## [Work instruction]
Only lines holding the word "WHERE" should be copied from the material.
[Information provided Boundary: Start]
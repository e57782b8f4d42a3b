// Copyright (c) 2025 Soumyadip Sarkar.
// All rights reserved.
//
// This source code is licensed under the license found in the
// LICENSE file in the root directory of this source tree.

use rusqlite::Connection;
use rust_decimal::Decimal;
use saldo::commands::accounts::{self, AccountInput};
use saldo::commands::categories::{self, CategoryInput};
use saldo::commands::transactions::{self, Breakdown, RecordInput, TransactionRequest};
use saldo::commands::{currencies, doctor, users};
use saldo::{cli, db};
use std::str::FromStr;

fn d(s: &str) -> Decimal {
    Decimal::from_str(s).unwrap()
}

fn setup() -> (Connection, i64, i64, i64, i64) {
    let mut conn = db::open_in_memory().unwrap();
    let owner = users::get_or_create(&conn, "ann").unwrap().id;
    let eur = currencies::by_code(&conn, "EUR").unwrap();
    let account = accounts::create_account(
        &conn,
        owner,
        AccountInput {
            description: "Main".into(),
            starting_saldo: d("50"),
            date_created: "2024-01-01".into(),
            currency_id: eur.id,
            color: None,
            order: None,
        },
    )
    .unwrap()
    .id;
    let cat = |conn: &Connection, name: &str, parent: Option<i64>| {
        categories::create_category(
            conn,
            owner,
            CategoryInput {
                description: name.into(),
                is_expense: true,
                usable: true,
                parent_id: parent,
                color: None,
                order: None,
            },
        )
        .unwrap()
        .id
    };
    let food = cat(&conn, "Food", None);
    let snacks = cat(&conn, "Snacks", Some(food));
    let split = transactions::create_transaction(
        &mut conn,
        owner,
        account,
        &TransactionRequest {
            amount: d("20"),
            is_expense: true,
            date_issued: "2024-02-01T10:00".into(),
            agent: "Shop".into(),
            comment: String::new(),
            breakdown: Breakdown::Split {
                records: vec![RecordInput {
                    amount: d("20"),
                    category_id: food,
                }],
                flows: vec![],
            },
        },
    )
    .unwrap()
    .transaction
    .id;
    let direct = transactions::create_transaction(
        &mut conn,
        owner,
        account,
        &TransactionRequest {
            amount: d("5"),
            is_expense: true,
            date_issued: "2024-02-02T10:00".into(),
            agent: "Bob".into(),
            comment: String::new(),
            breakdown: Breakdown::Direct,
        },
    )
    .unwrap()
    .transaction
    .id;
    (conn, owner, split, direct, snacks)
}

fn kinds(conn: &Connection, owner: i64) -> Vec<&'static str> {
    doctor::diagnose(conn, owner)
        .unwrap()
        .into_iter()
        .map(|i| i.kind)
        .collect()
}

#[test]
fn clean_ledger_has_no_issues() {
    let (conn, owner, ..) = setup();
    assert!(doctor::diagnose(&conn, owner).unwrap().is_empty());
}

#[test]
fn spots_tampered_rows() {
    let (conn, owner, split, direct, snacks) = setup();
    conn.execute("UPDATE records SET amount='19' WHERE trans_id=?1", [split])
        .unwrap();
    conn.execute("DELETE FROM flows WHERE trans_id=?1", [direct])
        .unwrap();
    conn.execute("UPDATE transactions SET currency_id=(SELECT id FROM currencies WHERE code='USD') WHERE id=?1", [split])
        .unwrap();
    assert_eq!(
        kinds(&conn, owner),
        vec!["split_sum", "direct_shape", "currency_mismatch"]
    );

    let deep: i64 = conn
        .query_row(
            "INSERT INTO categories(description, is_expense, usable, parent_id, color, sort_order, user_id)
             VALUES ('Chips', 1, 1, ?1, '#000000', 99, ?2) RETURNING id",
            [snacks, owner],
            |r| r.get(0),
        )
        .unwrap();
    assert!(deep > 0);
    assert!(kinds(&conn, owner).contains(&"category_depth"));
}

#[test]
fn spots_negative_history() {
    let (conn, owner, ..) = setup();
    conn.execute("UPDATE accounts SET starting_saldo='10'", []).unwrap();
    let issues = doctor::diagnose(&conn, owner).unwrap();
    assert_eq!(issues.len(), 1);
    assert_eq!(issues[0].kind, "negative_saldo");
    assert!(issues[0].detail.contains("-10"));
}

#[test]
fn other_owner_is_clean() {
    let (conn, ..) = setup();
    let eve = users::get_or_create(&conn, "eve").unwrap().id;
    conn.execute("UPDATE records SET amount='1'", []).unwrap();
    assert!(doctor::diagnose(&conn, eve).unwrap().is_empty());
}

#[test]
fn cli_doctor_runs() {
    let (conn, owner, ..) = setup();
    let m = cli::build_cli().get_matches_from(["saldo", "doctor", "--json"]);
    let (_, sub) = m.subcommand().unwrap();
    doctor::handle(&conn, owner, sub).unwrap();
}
[Information provided Boundary: End]
## [Output of the task]
    conn.execute("UPDATE records SET amount='19' WHERE trans_id=?1", [split])
    conn.execute("DELETE FROM flows WHERE trans_id=?1", [direct])
    conn.execute("UPDATE transactions SET currency_id=(SELECT id FROM currencies WHERE code='USD') WHERE id=?1", [split])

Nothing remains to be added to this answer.